EXERCISE BRIEF -
Of all the lines below, return only those starting with the line holding "pub struct Enemy" and going on through the line holding "self.score = 0;", exactly as written.

DATA TO USE START

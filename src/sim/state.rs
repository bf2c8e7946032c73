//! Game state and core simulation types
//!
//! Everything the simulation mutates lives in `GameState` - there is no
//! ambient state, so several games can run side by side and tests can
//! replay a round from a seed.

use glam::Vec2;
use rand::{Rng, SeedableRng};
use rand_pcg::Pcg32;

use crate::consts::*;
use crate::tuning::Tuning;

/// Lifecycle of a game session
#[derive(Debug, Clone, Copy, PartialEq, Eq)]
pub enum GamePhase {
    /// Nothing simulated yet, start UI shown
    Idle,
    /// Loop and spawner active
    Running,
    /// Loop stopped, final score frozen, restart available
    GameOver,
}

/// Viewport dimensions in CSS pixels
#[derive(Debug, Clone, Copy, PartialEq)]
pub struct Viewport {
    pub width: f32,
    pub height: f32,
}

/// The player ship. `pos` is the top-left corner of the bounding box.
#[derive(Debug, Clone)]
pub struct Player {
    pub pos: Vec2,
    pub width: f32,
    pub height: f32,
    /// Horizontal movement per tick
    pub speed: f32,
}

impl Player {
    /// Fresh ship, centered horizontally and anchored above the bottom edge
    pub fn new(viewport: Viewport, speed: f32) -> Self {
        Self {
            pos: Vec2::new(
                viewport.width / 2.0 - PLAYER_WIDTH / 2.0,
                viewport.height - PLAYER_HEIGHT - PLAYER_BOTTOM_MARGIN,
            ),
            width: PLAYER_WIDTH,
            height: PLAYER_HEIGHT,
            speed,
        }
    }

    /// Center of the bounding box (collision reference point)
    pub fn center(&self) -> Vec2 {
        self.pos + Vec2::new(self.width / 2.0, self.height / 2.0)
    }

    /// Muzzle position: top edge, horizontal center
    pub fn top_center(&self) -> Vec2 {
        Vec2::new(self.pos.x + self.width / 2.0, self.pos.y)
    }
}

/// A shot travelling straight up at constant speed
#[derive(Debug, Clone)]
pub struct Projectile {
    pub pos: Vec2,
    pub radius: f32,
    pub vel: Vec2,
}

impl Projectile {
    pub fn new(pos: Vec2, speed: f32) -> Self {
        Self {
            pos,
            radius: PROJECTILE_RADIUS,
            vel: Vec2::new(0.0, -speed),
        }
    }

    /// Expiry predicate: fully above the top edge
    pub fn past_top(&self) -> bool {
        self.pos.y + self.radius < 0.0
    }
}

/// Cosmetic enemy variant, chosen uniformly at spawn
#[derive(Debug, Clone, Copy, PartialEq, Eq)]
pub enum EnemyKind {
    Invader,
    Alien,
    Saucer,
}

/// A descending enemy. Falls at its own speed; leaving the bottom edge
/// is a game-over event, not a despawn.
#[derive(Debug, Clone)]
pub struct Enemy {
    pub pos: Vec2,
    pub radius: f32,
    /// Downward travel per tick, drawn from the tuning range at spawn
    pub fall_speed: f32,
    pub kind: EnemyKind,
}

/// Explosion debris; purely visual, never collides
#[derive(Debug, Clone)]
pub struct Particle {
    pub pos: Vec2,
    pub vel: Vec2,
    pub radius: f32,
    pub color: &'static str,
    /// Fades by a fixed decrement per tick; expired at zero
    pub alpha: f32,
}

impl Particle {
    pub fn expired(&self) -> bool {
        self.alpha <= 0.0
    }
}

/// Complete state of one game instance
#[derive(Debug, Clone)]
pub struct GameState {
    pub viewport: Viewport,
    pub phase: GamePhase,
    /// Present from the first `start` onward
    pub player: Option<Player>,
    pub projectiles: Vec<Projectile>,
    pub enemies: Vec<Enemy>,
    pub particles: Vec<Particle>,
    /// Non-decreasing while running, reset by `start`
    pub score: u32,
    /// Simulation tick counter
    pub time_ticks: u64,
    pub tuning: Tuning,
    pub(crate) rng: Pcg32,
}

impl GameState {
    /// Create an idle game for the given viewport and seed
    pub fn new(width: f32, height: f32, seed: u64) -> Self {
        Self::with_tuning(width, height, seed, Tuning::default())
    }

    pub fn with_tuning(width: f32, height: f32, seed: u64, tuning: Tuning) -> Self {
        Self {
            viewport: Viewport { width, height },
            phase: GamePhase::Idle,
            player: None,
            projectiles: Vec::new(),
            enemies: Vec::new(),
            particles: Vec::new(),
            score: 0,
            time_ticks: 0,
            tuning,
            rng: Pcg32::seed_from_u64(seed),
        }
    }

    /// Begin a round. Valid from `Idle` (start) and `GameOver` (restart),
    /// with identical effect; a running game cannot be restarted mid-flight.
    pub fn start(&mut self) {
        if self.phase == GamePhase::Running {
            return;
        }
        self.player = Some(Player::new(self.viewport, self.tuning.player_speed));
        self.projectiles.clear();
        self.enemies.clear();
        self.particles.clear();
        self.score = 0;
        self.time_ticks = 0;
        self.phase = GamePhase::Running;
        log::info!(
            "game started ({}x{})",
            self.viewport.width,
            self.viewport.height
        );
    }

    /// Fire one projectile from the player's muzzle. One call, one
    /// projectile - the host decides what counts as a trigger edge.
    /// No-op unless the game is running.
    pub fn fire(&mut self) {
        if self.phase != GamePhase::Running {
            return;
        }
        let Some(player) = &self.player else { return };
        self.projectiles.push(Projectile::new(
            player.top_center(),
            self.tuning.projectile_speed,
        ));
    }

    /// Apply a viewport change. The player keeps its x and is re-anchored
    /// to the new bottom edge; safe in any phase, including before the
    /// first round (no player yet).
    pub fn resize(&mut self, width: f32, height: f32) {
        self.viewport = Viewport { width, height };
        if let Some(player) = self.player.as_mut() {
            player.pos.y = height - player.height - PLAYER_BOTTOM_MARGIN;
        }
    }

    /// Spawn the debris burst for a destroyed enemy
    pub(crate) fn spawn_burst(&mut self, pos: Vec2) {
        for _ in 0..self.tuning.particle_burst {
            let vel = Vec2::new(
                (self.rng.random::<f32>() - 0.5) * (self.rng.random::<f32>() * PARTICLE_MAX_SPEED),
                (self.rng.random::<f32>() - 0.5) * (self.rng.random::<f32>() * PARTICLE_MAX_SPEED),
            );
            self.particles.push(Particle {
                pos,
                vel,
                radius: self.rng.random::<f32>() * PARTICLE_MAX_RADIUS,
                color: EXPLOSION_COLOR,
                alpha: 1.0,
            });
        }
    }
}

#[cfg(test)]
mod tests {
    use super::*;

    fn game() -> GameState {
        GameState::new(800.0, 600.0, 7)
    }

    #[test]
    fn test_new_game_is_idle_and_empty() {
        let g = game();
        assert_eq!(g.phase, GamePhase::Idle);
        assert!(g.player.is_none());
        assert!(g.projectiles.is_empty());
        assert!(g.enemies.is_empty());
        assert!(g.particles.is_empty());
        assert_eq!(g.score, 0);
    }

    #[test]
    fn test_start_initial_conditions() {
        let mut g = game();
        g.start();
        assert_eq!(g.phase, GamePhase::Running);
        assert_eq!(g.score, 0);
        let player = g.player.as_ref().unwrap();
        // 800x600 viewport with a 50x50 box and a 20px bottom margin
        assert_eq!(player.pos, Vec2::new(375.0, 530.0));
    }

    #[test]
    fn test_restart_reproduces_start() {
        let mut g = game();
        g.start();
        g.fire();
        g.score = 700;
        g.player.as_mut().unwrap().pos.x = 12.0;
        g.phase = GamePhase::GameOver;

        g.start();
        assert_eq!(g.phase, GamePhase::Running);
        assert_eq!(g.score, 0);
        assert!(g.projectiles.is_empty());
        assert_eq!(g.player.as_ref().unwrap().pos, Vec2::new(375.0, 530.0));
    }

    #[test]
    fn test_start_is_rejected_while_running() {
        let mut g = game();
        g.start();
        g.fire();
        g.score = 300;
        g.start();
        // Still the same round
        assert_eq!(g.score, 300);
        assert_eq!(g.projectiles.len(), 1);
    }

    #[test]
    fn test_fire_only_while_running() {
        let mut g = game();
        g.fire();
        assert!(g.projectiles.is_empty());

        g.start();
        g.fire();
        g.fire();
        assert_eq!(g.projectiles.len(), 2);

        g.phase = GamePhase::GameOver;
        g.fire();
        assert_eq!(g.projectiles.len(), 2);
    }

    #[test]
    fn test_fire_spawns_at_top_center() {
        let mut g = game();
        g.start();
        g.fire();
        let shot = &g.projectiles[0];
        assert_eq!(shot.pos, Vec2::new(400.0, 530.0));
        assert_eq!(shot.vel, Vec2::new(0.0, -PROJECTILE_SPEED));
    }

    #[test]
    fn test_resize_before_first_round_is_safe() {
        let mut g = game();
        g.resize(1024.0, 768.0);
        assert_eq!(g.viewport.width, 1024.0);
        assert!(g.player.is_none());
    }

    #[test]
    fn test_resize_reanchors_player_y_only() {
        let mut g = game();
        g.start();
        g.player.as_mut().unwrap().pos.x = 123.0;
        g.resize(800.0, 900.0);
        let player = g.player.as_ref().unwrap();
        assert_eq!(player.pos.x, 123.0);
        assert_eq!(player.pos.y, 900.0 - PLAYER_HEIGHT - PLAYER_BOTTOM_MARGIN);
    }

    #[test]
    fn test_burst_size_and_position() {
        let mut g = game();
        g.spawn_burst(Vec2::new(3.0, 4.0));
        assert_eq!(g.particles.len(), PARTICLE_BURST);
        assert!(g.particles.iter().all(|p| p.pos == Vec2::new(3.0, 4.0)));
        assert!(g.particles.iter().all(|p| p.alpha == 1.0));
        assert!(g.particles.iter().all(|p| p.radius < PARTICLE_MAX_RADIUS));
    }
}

DATA TO USE END
DATA TO USE START

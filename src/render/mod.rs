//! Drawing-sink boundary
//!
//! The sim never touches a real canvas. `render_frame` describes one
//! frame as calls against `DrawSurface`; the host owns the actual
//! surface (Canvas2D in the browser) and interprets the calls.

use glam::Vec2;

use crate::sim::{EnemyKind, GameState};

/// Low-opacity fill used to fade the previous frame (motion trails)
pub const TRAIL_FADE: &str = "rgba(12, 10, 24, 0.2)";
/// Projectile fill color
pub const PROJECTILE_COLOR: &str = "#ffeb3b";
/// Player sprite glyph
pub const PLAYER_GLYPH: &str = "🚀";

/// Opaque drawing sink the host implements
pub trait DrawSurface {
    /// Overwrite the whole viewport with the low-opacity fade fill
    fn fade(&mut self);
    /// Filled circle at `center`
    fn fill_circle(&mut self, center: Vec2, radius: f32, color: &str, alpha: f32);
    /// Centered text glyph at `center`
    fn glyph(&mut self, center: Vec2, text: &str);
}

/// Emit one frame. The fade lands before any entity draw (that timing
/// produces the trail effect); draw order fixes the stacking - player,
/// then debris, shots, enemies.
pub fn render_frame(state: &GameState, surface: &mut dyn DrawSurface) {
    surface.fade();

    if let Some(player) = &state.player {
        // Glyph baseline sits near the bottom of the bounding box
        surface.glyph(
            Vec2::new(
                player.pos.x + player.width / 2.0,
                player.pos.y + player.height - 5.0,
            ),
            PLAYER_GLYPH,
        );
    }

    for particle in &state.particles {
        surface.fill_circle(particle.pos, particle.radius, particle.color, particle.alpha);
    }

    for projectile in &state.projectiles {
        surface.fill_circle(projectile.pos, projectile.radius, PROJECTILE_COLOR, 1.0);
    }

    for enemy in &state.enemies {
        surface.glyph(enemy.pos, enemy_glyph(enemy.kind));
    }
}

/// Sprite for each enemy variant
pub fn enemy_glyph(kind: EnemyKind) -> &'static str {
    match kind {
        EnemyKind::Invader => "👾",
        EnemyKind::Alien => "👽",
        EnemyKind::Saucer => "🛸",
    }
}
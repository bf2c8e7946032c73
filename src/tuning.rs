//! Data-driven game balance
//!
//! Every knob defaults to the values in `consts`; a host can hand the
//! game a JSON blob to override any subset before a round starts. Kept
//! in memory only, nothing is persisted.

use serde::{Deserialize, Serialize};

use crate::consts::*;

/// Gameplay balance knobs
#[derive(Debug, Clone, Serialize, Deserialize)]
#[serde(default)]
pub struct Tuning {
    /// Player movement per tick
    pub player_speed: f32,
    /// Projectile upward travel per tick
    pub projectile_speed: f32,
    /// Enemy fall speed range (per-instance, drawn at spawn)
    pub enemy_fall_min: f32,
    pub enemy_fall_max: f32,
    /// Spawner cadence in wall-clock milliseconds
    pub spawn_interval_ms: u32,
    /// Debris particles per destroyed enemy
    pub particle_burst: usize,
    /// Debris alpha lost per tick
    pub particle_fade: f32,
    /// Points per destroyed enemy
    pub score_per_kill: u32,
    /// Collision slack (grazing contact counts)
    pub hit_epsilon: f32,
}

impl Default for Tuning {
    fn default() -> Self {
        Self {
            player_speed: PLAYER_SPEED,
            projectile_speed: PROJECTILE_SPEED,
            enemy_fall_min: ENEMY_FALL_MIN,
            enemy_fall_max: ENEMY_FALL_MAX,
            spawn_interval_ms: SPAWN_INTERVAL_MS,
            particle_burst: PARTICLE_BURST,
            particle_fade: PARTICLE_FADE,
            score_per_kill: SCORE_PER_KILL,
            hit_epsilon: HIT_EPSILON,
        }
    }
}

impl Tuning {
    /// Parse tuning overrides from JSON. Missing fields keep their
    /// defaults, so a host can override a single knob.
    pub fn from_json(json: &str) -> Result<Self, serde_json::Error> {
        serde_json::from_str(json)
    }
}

DATA TO USE END
DATA TO USE START

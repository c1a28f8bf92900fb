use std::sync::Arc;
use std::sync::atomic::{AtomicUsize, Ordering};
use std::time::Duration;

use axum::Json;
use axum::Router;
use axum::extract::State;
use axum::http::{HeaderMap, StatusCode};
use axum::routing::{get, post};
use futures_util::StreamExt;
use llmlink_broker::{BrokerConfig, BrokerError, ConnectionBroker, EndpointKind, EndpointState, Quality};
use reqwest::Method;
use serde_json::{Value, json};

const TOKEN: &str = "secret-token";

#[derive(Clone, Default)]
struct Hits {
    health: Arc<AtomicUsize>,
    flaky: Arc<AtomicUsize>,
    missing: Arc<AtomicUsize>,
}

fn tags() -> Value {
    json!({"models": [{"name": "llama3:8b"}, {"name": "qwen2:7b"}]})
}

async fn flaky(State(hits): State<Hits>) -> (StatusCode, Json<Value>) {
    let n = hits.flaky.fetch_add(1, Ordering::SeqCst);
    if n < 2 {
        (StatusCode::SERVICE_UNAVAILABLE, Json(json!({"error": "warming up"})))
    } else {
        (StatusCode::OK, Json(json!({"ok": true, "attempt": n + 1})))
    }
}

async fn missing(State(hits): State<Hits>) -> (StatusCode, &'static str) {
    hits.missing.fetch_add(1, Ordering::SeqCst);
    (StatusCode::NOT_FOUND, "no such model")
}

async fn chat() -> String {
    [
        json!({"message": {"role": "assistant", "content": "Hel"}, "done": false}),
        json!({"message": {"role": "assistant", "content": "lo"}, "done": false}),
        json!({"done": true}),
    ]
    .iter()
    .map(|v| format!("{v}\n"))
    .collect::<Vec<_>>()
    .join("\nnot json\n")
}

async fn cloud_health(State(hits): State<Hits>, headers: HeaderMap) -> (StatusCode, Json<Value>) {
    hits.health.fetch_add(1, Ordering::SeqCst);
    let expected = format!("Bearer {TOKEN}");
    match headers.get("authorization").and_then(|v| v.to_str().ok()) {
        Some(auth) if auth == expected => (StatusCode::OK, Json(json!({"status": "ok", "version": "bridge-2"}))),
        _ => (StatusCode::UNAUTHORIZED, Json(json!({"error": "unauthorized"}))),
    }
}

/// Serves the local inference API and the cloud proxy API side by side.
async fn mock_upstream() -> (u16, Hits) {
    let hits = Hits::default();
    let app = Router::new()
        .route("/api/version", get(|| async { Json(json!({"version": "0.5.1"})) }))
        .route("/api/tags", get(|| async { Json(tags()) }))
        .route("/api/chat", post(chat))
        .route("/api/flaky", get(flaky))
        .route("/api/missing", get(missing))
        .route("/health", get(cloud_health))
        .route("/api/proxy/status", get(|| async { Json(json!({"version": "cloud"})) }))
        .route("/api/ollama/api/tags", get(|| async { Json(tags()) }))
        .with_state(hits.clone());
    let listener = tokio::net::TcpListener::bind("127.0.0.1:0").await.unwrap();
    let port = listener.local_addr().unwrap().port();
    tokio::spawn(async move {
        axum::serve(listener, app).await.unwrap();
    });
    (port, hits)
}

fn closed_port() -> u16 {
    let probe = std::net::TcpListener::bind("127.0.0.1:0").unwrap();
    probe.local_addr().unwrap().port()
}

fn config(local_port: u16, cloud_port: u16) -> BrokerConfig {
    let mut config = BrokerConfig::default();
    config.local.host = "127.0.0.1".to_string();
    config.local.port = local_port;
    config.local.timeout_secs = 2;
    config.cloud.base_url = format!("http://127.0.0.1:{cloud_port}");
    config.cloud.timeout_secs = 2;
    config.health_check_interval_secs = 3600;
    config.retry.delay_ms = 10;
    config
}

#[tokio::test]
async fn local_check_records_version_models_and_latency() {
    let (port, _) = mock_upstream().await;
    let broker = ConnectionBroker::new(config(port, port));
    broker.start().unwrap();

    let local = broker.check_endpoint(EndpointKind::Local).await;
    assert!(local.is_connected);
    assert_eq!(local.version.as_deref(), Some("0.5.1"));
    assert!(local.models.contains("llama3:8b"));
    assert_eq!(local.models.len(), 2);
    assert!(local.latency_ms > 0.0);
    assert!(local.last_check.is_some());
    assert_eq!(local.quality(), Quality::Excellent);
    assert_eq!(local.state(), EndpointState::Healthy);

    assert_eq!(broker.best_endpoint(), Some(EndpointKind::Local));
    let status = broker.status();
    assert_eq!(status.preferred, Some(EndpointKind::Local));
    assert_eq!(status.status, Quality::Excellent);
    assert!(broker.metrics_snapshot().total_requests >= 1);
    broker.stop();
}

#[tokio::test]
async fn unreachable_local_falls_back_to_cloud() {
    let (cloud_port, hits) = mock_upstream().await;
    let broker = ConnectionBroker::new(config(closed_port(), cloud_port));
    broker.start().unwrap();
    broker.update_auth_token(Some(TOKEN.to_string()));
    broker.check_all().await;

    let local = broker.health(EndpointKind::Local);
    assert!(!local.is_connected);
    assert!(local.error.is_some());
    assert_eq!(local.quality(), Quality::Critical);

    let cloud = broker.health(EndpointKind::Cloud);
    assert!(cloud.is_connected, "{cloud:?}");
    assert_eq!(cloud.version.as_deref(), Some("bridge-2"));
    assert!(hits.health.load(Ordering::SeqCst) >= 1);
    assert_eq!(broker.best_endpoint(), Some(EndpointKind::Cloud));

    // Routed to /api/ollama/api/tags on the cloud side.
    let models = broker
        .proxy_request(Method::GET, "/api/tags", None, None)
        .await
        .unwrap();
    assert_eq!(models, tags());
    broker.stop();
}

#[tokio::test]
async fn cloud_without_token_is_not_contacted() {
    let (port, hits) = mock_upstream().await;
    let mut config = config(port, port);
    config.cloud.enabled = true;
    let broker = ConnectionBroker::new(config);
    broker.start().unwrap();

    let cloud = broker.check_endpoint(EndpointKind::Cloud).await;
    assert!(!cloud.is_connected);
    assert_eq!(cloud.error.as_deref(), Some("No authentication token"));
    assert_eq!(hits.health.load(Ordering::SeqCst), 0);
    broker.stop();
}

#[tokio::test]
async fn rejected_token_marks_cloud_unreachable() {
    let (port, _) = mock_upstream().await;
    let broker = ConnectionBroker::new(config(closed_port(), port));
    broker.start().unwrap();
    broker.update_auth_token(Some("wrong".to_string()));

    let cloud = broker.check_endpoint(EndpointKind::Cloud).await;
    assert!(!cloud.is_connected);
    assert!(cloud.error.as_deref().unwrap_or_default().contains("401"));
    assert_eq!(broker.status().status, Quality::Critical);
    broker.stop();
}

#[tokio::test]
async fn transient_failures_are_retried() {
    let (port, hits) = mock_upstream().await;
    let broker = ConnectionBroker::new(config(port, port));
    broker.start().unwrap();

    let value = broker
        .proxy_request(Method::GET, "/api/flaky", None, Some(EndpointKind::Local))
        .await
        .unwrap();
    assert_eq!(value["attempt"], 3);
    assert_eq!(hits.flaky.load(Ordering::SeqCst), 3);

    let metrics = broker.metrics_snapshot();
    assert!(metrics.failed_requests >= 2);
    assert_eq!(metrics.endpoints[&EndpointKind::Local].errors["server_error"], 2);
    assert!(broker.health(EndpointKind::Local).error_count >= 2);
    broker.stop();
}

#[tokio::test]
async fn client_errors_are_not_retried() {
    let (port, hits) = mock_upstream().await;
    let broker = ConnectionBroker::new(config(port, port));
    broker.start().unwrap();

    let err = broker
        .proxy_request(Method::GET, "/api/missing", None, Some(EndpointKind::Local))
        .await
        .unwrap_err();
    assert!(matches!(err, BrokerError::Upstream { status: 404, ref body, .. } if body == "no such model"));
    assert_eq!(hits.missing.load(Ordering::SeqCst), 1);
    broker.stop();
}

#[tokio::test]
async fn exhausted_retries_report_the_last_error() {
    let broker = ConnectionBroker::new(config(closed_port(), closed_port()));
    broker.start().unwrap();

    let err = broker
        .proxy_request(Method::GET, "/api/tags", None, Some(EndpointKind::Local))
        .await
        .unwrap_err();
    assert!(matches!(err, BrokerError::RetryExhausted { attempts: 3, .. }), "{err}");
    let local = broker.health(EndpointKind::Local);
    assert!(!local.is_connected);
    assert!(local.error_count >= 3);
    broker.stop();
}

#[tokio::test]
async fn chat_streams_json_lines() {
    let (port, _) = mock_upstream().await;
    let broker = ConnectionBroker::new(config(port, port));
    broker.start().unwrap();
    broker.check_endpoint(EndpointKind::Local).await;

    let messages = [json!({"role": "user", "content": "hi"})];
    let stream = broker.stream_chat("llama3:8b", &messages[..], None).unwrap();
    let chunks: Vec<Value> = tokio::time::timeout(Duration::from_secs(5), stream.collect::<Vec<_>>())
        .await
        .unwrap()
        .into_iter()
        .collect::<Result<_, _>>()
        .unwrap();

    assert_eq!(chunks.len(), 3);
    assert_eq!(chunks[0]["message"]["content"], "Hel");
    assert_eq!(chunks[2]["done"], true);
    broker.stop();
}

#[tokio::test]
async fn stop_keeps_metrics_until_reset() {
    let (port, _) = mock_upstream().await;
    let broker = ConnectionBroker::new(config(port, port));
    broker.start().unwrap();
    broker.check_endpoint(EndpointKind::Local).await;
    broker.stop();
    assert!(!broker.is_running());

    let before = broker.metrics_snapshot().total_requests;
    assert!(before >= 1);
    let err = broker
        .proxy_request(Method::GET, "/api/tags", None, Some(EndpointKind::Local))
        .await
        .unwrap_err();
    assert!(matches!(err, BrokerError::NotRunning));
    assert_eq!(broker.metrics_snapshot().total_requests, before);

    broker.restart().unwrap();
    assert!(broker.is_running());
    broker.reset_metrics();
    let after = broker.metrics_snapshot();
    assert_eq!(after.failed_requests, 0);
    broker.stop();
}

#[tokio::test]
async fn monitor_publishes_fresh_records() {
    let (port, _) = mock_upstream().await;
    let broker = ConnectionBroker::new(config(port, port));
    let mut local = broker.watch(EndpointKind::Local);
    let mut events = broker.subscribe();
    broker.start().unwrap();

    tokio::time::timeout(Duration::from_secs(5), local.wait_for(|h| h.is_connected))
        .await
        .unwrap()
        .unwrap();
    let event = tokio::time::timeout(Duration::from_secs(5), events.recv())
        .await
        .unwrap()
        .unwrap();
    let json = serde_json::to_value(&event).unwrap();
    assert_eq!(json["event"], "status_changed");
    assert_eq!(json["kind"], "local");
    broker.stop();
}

DATA TO USE END

RESPONSE BELOW -
pub struct Enemy {
    pub pos: Vec2,
    pub radius: f32,
    /// Downward travel per tick, drawn from the tuning range at spawn
    pub fall_speed: f32,
    pub kind: EnemyKind,
}

/// Explosion debris; purely visual, never collides
#[derive(Debug, Clone)]
pub struct Particle {
    pub pos: Vec2,
    pub vel: Vec2,
    pub radius: f32,
    pub color: &'static str,
    /// Fades by a fixed decrement per tick; expired at zero
    pub alpha: f32,
}

impl Particle {
    pub fn expired(&self) -> bool {
        self.alpha <= 0.0
    }
}

/// Complete state of one game instance
#[derive(Debug, Clone)]
pub struct GameState {
    pub viewport: Viewport,
    pub phase: GamePhase,
    /// Present from the first `start` onward
    pub player: Option<Player>,
    pub projectiles: Vec<Projectile>,
    pub enemies: Vec<Enemy>,
    pub particles: Vec<Particle>,
    /// Non-decreasing while running, reset by `start`
    pub score: u32,
    /// Simulation tick counter
    pub time_ticks: u64,
    pub tuning: Tuning,
    pub(crate) rng: Pcg32,
}

impl GameState {
    /// Create an idle game for the given viewport and seed
    pub fn new(width: f32, height: f32, seed: u64) -> Self {
        Self::with_tuning(width, height, seed, Tuning::default())
    }

    pub fn with_tuning(width: f32, height: f32, seed: u64, tuning: Tuning) -> Self {
        Self {
            viewport: Viewport { width, height },
            phase: GamePhase::Idle,
            player: None,
            projectiles: Vec::new(),
            enemies: Vec::new(),
            particles: Vec::new(),
            score: 0,
            time_ticks: 0,
            tuning,
            rng: Pcg32::seed_from_u64(seed),
        }
    }

    /// Begin a round. Valid from `Idle` (start) and `GameOver` (restart),
    /// with identical effect; a running game cannot be restarted mid-flight.
    pub fn start(&mut self) {
        if self.phase == GamePhase::Running {
            return;
        }
        self.player = Some(Player::new(self.viewport, self.tuning.player_speed));
        self.projectiles.clear();
        self.enemies.clear();
        self.particles.clear();
        self.score = 0;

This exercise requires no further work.